Collected data entries:

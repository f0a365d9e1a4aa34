use serde::Serialize;
use serde_json::{Map, Value};

pub const REDACTED: &str = "[REDACTED]";

/// Serialize a model into an audit snapshot with credential-like fields masked.
pub(crate) fn capture<M: Serialize>(model: &M, redacted_fields: &[String]) -> Value {
    let mut value = serde_json::to_value(model).unwrap_or(Value::Null);
    redact(&mut value, redacted_fields);
    value
}

/// Mask every object field whose name contains one of `fragments` (case-insensitive).
pub(crate) fn redact(value: &mut Value, fragments: &[String]) {
    match value {
        Value::Object(map) => {
            for (key, field) in map.iter_mut() {
                let key = key.to_ascii_lowercase();
                if fragments
                    .iter()
                    .any(|f| key.contains(&f.to_ascii_lowercase()))
                {
                    *field = Value::String(REDACTED.to_owned());
                } else {
                    redact(field, fragments);
                }
            }
        }
        Value::Array(items) => {
            for item in items {
                redact(item, fragments);
            }
        }
        _ => {}
    }
}

/// Keep only the top-level fields that differ between two snapshots.
pub(crate) fn diff(before: &Value, after: &Value) -> (Value, Value) {
    let (Value::Object(b), Value::Object(a)) = (before, after) else {
        return (before.clone(), after.clone());
    };
    let mut changed_before = Map::new();
    let mut changed_after = Map::new();
    for (key, new) in a {
        let old = b.get(key).unwrap_or(&Value::Null);
        if old != new {
            changed_before.insert(key.clone(), old.clone());
            changed_after.insert(key.clone(), new.clone());
        }
    }
    for (key, old) in b {
        if !a.contains_key(key) {
            changed_before.insert(key.clone(), old.clone());
            changed_after.insert(key.clone(), Value::Null);
        }
    }
    (Value::Object(changed_before), Value::Object(changed_after))
}

/// Primary key of a snapshot as text.
pub(crate) fn entity_id(snapshot: &Value, id_field: &str) -> String {
    match snapshot.get(id_field) {
        Some(Value::String(s)) => s.clone(),
        Some(Value::Null) | None => String::new(),
        Some(other) => other.to_string(),
    }
}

→ EXERCISE DETAILS: For each record above, print an exact copy.

→ SOLUTION TO THIS EXERCISE:
repository f0a365d9e1a4aa34
use serde::Serialize;
use serde_json::{Map, Value};

pub const REDACTED: &str = "[REDACTED]";

/// Serialize a model into an audit snapshot with credential-like fields masked.
pub(crate) fn capture<M: Serialize>(model: &M, redacted_fields: &[String]) -> Value {
    let mut value = serde_json::to_value(model).unwrap_or(Value::Null);
    redact(&mut value, redacted_fields);
    value
}

/// Mask every object field whose name contains one of `fragments` (case-insensitive).
pub(crate) fn redact(value: &mut Value, fragments: &[String]) {
    match value {
        Value::Object(map) => {
            for (key, field) in map.iter_mut() {
                let key = key.to_ascii_lowercase();
                if fragments
                    .iter()
                    .any(|f| key.contains(&f.to_ascii_lowercase()))
                {
                    *field = Value::String(REDACTED.to_owned());
                } else {
                    redact(field, fragments);
                }
            }
        }
        Value::Array(items) => {
            for item in items {
                redact(item, fragments);
            }
        }
        _ => {}
    }
}

/// Keep only the top-level fields that differ between two snapshots.
pub(crate) fn diff(before: &Value, after: &Value) -> (Value, Value) {
    let (Value::Object(b), Value::Object(a)) = (before, after) else {
        return (before.clone(), after.clone());
    };
    let mut changed_before = Map::new();
    let mut changed_after = Map::new();
    for (key, new) in a {
        let old = b.get(key).unwrap_or(&Value::Null);
        if old != new {
            changed_before.insert(key.clone(), old.clone());
            changed_after.insert(key.clone(), new.clone());
        }
    }
    for (key, old) in b {
        if !a.contains_key(key) {
            changed_before.insert(key.clone(), old.clone());
            changed_after.insert(key.clone(), Value::Null);
        }
    }
    (Value::Object(changed_before), Value::Object(changed_after))
}

/// Primary key of a snapshot as text.
pub(crate) fn entity_id(snapshot: &Value, id_field: &str) -> String {
    match snapshot.get(id_field) {
        Some(Value::String(s)) => s.clone(),
        Some(Value::Null) | None => String::new(),
        Some(other) => other.to_string(),
    }
}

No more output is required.